Además de su marcada falta de sensibilidad en temas sociales, el elemento que más daño le ha causado a Lacalle Pou ha sido su propuesta de aplicar en el Uruguay políticas de contracción y de ahorro radicales, que incluye el despido de 25 mil empleados públicos, una cifra nada menor en un país de apenas 3.5 millones de habitantes, y con las tasas de desempleo del orden del 9 por ciento. 

El programa económico del precandidato parece inspirado en el manual de los “Chicagos boys”, los alumnos favoritos de Milton Friedman, pues incluye privatizaciones, congelamiento de salarios y ajustes de impuestos, y por ello sus principales críticos mediáticos y en las redes sociales son los beneficiarios del gobiernista Frente Amplio, que lleva 15 años orientando hacia la izquierda las políticas públicas en el país. 
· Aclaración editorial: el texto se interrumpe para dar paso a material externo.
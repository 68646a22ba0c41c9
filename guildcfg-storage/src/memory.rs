//! In-memory backends.
//!
//! Used by the test suites and for local development. Both repositories
//! expose failure injection hooks so the degraded paths of the engine can be
//! exercised without a real database or cache.

use std::collections::{BTreeMap, HashMap};
use std::sync::atomic::{AtomicBool, Ordering};

use async_trait::async_trait;
use chrono::Utc;
use dashmap::{DashMap, DashSet};
use guildcfg_core::{
    ActorId, AuditAction, AuditLogEntry, CacheError, CacheKey, CachedConfig, ConfigChangeEvent,
    ConfigDiff, GuildConfig, StorageError, TenantId, Timestamp, ValidatedUpdate, Version,
    CONFIG_NAMESPACE,
};
use tokio::sync::{broadcast, RwLock};

use crate::cache::{CacheRepo, CacheResult};
use crate::durable::{AuditTrail, DurableRepo, StorageResult};
use crate::window::{RateWindow, SlidingWindowStore, WindowDecision};

// ============================================================================
// DURABLE STORE
// ============================================================================

#[derive(Debug, Default)]
struct DurableState {
    configs: HashMap<TenantId, GuildConfig>,
    audit: Vec<AuditLogEntry>,
    next_audit_id: i64,
}

impl DurableState {
    fn append_audit(
        &mut self,
        config: &GuildConfig,
        action: AuditAction,
        old_version: Option<Version>,
        changes: ConfigDiff,
    ) {
        self.next_audit_id += 1;
        self.audit.push(AuditLogEntry {
            id: self.next_audit_id,
            tenant_id: config.tenant_id.clone(),
            actor_id: config.updated_by.clone(),
            action,
            old_version,
            new_version: config.version,
            changes,
            created_at: config.updated_at,
        });
    }
}

/// Durable store held in process memory.
///
/// Each mutation runs under the state write lock, which gives the same
/// all-or-nothing behavior as a database transaction.
#[derive(Debug, Default)]
pub struct InMemoryDurableRepo {
    state: RwLock<DurableState>,
    fail_commits: AtomicBool,
    unavailable: AtomicBool,
}

impl InMemoryDurableRepo {
    pub fn new() -> Self {
        Self::default()
    }

    /// Make every subsequent mutation abort before writing anything.
    pub fn set_commit_failure(&self, fail: bool) {
        self.fail_commits.store(fail, Ordering::SeqCst);
    }

    /// Make every operation fail as if the database were unreachable.
    pub fn set_unavailable(&self, unavailable: bool) {
        self.unavailable.store(unavailable, Ordering::SeqCst);
    }

    /// Shift the creation time of every audit entry into the past.
    pub async fn backdate_audit(&self, by: chrono::Duration) {
        let mut state = self.state.write().await;
        for entry in state.audit.iter_mut() {
            entry.created_at -= by;
        }
    }

    /// Number of audit entries across all tenants.
    pub async fn audit_len(&self) -> usize {
        self.state.read().await.audit.len()
    }

    fn check_available(&self) -> StorageResult<()> {
        if self.unavailable.load(Ordering::SeqCst) {
            return Err(StorageError::Unavailable {
                reason: "in-memory store marked unavailable".to_string(),
            });
        }
        Ok(())
    }

    fn check_commit(&self) -> StorageResult<()> {
        if self.fail_commits.load(Ordering::SeqCst) {
            return Err(StorageError::TransactionFailed {
                reason: "injected commit failure".to_string(),
            });
        }
        Ok(())
    }
}

#[async_trait]
impl DurableRepo for InMemoryDurableRepo {
    async fn get(&self, tenant_id: &TenantId) -> StorageResult<Option<GuildConfig>> {
        self.check_available()?;
        Ok(self.state.read().await.configs.get(tenant_id).cloned())
    }

    async fn create_default(
        &self,
        tenant_id: &TenantId,
        actor: &ActorId,
    ) -> StorageResult<GuildConfig> {
        self.check_available()?;
        let mut state = self.state.write().await;
        if let Some(existing) = state.configs.get(tenant_id) {
            return Ok(existing.clone());
        }
        self.check_commit()?;

        let config = GuildConfig::default_for(tenant_id.clone(), actor.clone(), Utc::now());
        state.append_audit(
            &config,
            AuditAction::Create,
            None,
            ConfigDiff::created(&config),
        );
        state.configs.insert(tenant_id.clone(), config.clone());
        Ok(config)
    }

    async fn update(
        &self,
        tenant_id: &TenantId,
        expected_version: Version,
        update: &ValidatedUpdate,
        actor: &ActorId,
    ) -> StorageResult<GuildConfig> {
        self.check_available()?;
        let mut state = self.state.write().await;
        let current = state
            .configs
            .get(tenant_id)
            .cloned()
            .ok_or_else(|| StorageError::NotFound {
                tenant_id: tenant_id.to_string(),
            })?;

        if current.version != expected_version {
            return Err(StorageError::VersionConflict {
                tenant_id: tenant_id.to_string(),
                current_version: current.version,
            });
        }
        self.check_commit()?;

        let next = current.next(update, actor.clone(), Utc::now());
        state.append_audit(
            &next,
            AuditAction::Update,
            Some(current.version),
            ConfigDiff::updated(&current, &next),
        );
        state.configs.insert(tenant_id.clone(), next.clone());
        Ok(next)
    }

    async fn list_configs(&self) -> StorageResult<Vec<GuildConfig>> {
        self.check_available()?;
        let state = self.state.read().await;
        let mut configs: Vec<GuildConfig> = state.configs.values().cloned().collect();
        configs.sort_by(|a, b| a.tenant_id.cmp(&b.tenant_id));
        Ok(configs)
    }

    async fn list_tenant_ids(&self) -> StorageResult<Vec<TenantId>> {
        self.check_available()?;
        let state = self.state.read().await;
        let mut ids: Vec<TenantId> = state.configs.keys().cloned().collect();
        ids.sort();
        Ok(ids)
    }
}

#[async_trait]
impl AuditTrail for InMemoryDurableRepo {
    async fn entries_for(&self, tenant_id: &TenantId) -> StorageResult<Vec<AuditLogEntry>> {
        self.check_available()?;
        let state = self.state.read().await;
        Ok(state
            .audit
            .iter()
            .filter(|e| &e.tenant_id == tenant_id)
            .cloned()
            .collect())
    }

    async fn prune_before(&self, cutoff: Timestamp) -> StorageResult<u64> {
        self.check_available()?;
        let mut state = self.state.write().await;
        let before = state.audit.len();
        state.audit.retain(|e| e.created_at >= cutoff);
        Ok((before - state.audit.len()) as u64)
    }
}

// ============================================================================
// CACHE MIRROR
// ============================================================================

/// Cache keyspace held in process memory: raw string keys to JSON values,
/// laid out exactly like the real cache.
#[derive(Debug)]
pub struct InMemoryCacheRepo {
    entries: RwLock<BTreeMap<String, String>>,
    windows: DashMap<String, RateWindow>,
    events: broadcast::Sender<ConfigChangeEvent>,
    unavailable: AtomicBool,
    notify_failure: AtomicBool,
    failing_writes: DashSet<TenantId>,
}

impl Default for InMemoryCacheRepo {
    fn default() -> Self {
        let (events, _) = broadcast::channel(256);
        Self {
            entries: RwLock::new(BTreeMap::new()),
            windows: DashMap::new(),
            events,
            unavailable: AtomicBool::new(false),
            notify_failure: AtomicBool::new(false),
            failing_writes: DashSet::new(),
        }
    }
}

impl InMemoryCacheRepo {
    pub fn new() -> Self {
        Self::default()
    }

    /// Make every operation fail as if the cache server were down.
    pub fn set_unavailable(&self, unavailable: bool) {
        self.unavailable.store(unavailable, Ordering::SeqCst);
    }

    /// Make writes for one tenant fail while everything else works.
    pub fn fail_writes_for(&self, tenant_id: &TenantId) {
        self.failing_writes.insert(tenant_id.clone());
    }

    pub fn clear_write_failures(&self) {
        self.failing_writes.clear();
    }

    pub fn set_notify_failure(&self, fail: bool) {
        self.notify_failure.store(fail, Ordering::SeqCst);
    }

    /// Drop one tenant's entry, as if it had been lost.
    pub async fn evict(&self, tenant_id: &TenantId) {
        let key = CacheKey::Config(tenant_id.clone()).encode();
        self.entries.write().await.remove(&key);
    }

    /// Drop everything, schema marker and rate windows included.
    pub async fn flush_all(&self) {
        self.entries.write().await.clear();
        self.windows.clear();
    }

    /// Store a raw value under a raw key.
    pub async fn put_raw(&self, key: impl Into<String>, value: impl Into<String>) {
        self.entries.write().await.insert(key.into(), value.into());
    }

    /// Number of stored rate-limit windows.
    pub fn window_count(&self) -> usize {
        self.windows.len()
    }

    /// Copy of every key and value under `config:`.
    pub async fn config_namespace(&self) -> BTreeMap<String, String> {
        self.entries
            .read()
            .await
            .iter()
            .filter(|(k, _)| CacheKey::in_config_namespace(k))
            .map(|(k, v)| (k.clone(), v.clone()))
            .collect()
    }

    fn check_available(&self) -> CacheResult<()> {
        if self.unavailable.load(Ordering::SeqCst) {
            return Err(CacheError::Unavailable {
                reason: "in-memory cache marked unavailable".to_string(),
            });
        }
        Ok(())
    }
}

#[async_trait]
impl CacheRepo for InMemoryCacheRepo {
    async fn write(&self, config: &CachedConfig) -> CacheResult<()> {
        self.check_available()?;
        if self.failing_writes.contains(&config.tenant_id) {
            return Err(CacheError::Backend {
                reason: format!("injected write failure for {}", config.tenant_id),
            });
        }
        let value = serde_json::to_string(config).map_err(|e| CacheError::Serialization {
            reason: e.to_string(),
        })?;
        let key = CacheKey::Config(config.tenant_id.clone()).encode();
        self.entries.write().await.insert(key, value);
        Ok(())
    }

    async fn read(&self, tenant_id: &TenantId) -> CacheResult<Option<CachedConfig>> {
        self.check_available()?;
        let key = CacheKey::Config(tenant_id.clone()).encode();
        let entries = self.entries.read().await;
        match entries.get(&key) {
            Some(raw) => serde_json::from_str(raw)
                .map(Some)
                .map_err(|e| CacheError::Serialization {
                    reason: e.to_string(),
                }),
            None => Ok(None),
        }
    }

    async fn exists(&self, tenant_id: &TenantId) -> CacheResult<bool> {
        self.check_available()?;
        let key = CacheKey::Config(tenant_id.clone()).encode();
        Ok(self.entries.read().await.contains_key(&key))
    }

    async fn notify(&self, event: &ConfigChangeEvent) -> CacheResult<()> {
        self.check_available()?;
        if self.notify_failure.load(Ordering::SeqCst) {
            return Err(CacheError::NotifyFailed {
                reason: "injected publish failure".to_string(),
            });
        }
        // No receivers is fine.
        let _ = self.events.send(event.clone());
        Ok(())
    }

    fn subscribe(&self) -> broadcast::Receiver<ConfigChangeEvent> {
        self.events.subscribe()
    }

    async fn schema_version(&self) -> CacheResult<Option<i64>> {
        self.check_available()?;
        let key = CacheKey::SchemaVersion.encode();
        Ok(self
            .entries
            .read()
            .await
            .get(&key)
            .and_then(|raw| raw.trim().parse().ok()))
    }

    async fn set_schema_version(&self, version: i64) -> CacheResult<()> {
        self.check_available()?;
        let key = CacheKey::SchemaVersion.encode();
        self.entries.write().await.insert(key, version.to_string());
        Ok(())
    }

    async fn clear_namespace(&self) -> CacheResult<u64> {
        self.check_available()?;
        let mut entries = self.entries.write().await;
        let before = entries.len();
        entries.retain(|k, _| !k.starts_with(CONFIG_NAMESPACE));
        Ok((before - entries.len()) as u64)
    }
}

#[async_trait]
impl SlidingWindowStore for InMemoryCacheRepo {
    async fn hit(
        &self,
        key: &str,
        now_ms: i64,
        window_ms: i64,
        limit: u32,
    ) -> CacheResult<WindowDecision> {
        self.check_available()?;
        let key = CacheKey::RateLimit(key.to_string()).encode();
        // The entry guard holds the shard lock for the whole evaluation.
        let mut window = self.windows.entry(key).or_default();
        Ok(window.hit(now_ms, window_ms, limit))
    }

    async fn purge_expired(&self, now_ms: i64) -> CacheResult<u64> {
        self.check_available()?;
        let before = self.windows.len();
        self.windows.retain(|_, window| !window.is_expired(now_ms));
        Ok(before.saturating_sub(self.windows.len()) as u64)
    }
}
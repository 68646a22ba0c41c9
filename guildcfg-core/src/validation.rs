//! Input validation for configuration writes.
//!
//! Validation runs before any transaction is opened. A [`ValidatedUpdate`]
//! can only be obtained through [`ConfigUpdate::validate`], so the durable
//! update path never sees unchecked input.

use std::collections::HashSet;

use crate::constants::MAX_WHITELIST_SIZE;
use crate::error::ValidationError;

/// A whitelist replacement as submitted by a caller.
///
/// Callers always submit the complete desired set; there is no diff merge.
#[derive(Debug, Clone, PartialEq, Eq)]
pub struct ConfigUpdate {
    pub allow_all_channels: bool,
    pub whitelist: Vec<String>,
}

impl ConfigUpdate {
    pub fn new(allow_all_channels: bool, whitelist: Vec<String>) -> Self {
        Self {
            allow_all_channels,
            whitelist,
        }
    }

    /// Check limits and normalize the whitelist.
    ///
    /// The size limit applies to the raw submission. Duplicate ids collapse
    /// to their first occurrence.
    pub fn validate(self) -> Result<ValidatedUpdate, ValidationError> {
        if self.whitelist.len() > MAX_WHITELIST_SIZE {
            return Err(ValidationError::WhitelistTooLarge {
                submitted: self.whitelist.len(),
                limit: MAX_WHITELIST_SIZE,
            });
        }

        let mut seen = HashSet::with_capacity(self.whitelist.len());
        let mut whitelist = Vec::with_capacity(self.whitelist.len());
        for (index, channel_id) in self.whitelist.into_iter().enumerate() {
            if channel_id.trim().is_empty() {
                return Err(ValidationError::InvalidValue {
                    field: format!("whitelistedChannelIds[{}]", index),
                    reason: "channel id must not be empty".to_string(),
                });
            }
            if seen.insert(channel_id.clone()) {
                whitelist.push(channel_id);
            }
        }

        Ok(ValidatedUpdate {
            allow_all_channels: self.allow_all_channels,
            whitelist,
        })
    }
}

/// An update that passed validation.
#[derive(Debug, Clone, PartialEq, Eq)]
pub struct ValidatedUpdate {
    allow_all_channels: bool,
    whitelist: Vec<String>,
}

impl ValidatedUpdate {
    pub fn allow_all_channels(&self) -> bool {
        self.allow_all_channels
    }

    pub fn whitelist(&self) -> &[String] {
        &self.whitelist
    }
}
//! Identity newtypes for tenants and actors.
//!
//! Tenant and actor identifiers are opaque strings issued by external
//! collaborators. The newtypes keep them from being mixed up and make sure a
//! tenant id can always be embedded in a cache key without aliasing.

use std::fmt;

use serde::{Deserialize, Serialize};

use crate::constants::{SCHEMA_VERSION_SUFFIX, SYSTEM_ACTOR};
use crate::error::ValidationError;

/// Identifier of a tenant (one guild).
///
/// Construct through [`TenantId::parse`]; deserialization goes through the
/// same checks.
#[derive(Debug, Clone, PartialEq, Eq, Hash, PartialOrd, Ord, Serialize, Deserialize)]
#[serde(try_from = "String", into = "String")]
pub struct TenantId(String);

impl TenantId {
    /// Parse and validate a tenant id.
    ///
    /// Rejects empty ids, ids containing `:` (the cache key separator) and
    /// the reserved `schema_version` id, which would otherwise alias the
    /// schema marker key `config:schema_version`.
    pub fn parse(raw: impl Into<String>) -> Result<Self, ValidationError> {
        let raw = raw.into();
        if raw.trim().is_empty() {
            return Err(ValidationError::RequiredFieldMissing {
                field: "tenantId".to_string(),
            });
        }
        if raw.contains(':') {
            return Err(ValidationError::InvalidValue {
                field: "tenantId".to_string(),
                reason: "must not contain ':'".to_string(),
            });
        }
        if raw == SCHEMA_VERSION_SUFFIX {
            return Err(ValidationError::InvalidValue {
                field: "tenantId".to_string(),
                reason: format!("'{}' is reserved", SCHEMA_VERSION_SUFFIX),
            });
        }
        Ok(Self(raw))
    }

    pub fn as_str(&self) -> &str {
        &self.0
    }
}

impl TryFrom<String> for TenantId {
    type Error = ValidationError;

    fn try_from(value: String) -> Result<Self, Self::Error> {
        Self::parse(value)
    }
}

impl From<TenantId> for String {
    fn from(id: TenantId) -> Self {
        id.0
    }
}

impl fmt::Display for TenantId {
    fn fmt(&self, f: &mut fmt::Formatter<'_>) -> fmt::Result {
        f.write_str(&self.0)
    }
}

/// Identifier of whoever performed a write: a user id or the system actor.
#[derive(Debug, Clone, PartialEq, Eq, Hash, Serialize, Deserialize)]
#[serde(transparent)]
pub struct ActorId(String);

impl ActorId {
    pub fn new(id: impl Into<String>) -> Self {
        Self(id.into())
    }

    /// The sentinel actor used for engine-initiated writes.
    pub fn system() -> Self {
        Self(SYSTEM_ACTOR.to_string())
    }

    pub fn is_system(&self) -> bool {
        self.0 == SYSTEM_ACTOR
    }

    pub fn as_str(&self) -> &str {
        &self.0
    }
}

impl fmt::Display for ActorId {
    fn fmt(&self, f: &mut fmt::Formatter<'_>) -> fmt::Result {
        f.write_str(&self.0)
    }
}

#[cfg(test)]
mod tests {
    use super::*;

    #[test]
    fn test_tenant_id_accepts_snowflake() {
        let id = TenantId::parse("123456789012345678").unwrap();
        assert_eq!(id.as_str(), "123456789012345678");
        assert_eq!(id.to_string(), "123456789012345678");
    }

    #[test]
    fn test_tenant_id_rejects_reserved_and_malformed() {
        assert!(TenantId::parse("").is_err());
        assert!(TenantId::parse("   ").is_err());
        assert!(TenantId::parse("a:b").is_err());
        assert!(TenantId::parse("schema_version").is_err());
    }

    #[test]
    fn test_tenant_id_deserialize_validates() {
        let ok: Result<TenantId, _> = serde_json::from_str("\"guild-1\"");
        assert!(ok.is_ok());
        let bad: Result<TenantId, _> = serde_json::from_str("\"schema_version\"");
        assert!(bad.is_err());
    }

    #[test]
    fn test_system_actor() {
        assert!(ActorId::system().is_system());
        assert!(!ActorId::new("user-1").is_system());
        assert_eq!(ActorId::system().as_str(), "system");
    }
}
Sin embargo, las encuestas previas a los comicios del 30 de junio han dejado claro que una sociedad liberal como la uruguaya, que ha aceptado la legalización de la mariguana, el matrimonio igualitario y leyes que resultan favorables a los sindicatos y a los trabajadores, no daría un giro radical a la derecha por más que el país se encuentre marcado por la inseguridad y el alto costo de la vida, las principales preocupaciones de sus habitantes.

En otras palabras, el Frente Amplio de Tabaré Vázquez y de Pepe Mujica, estaría de plácemes si gana un personaje como Luis Lacalle Pou, porque aun cuando sobre el régimen pende el riesgo del sentimiento de alternancia, el hijo del ex presidente Luis Alberto Lacalle Herrera es un personaje polémico, con una propuesta antipopular, y sería un adversario fácil de vencer en las elecciones de octubre. Es en ese análisis, que surge de las encuestas, donde aumentan las probabilidades de éxito de los dos “outsiders” de las internas uruguayas, el ya mencionado Sartori y Ernesto Talvi, en el Partido Colorado.

La elección interna se realizará dentro de una semana, el 30 de junio y en buena medida, se ha vuelto una competencia entre políticos renovadores y políticos tradicionales. El resultado en el Partido Nacional, que es la principal fuerza opositora del país, indicará si los uruguayos quieren cambiar inspirados en el pensamiento de Albert Einstein (“No podemos esperar resultados distintos si seguimos haciendo lo mismo de siempre”) o si optan por darle al Frente Amplio un candidato fácil de vencer, para que la izquierda alcance un cuarto período de gobierno en el Uruguay.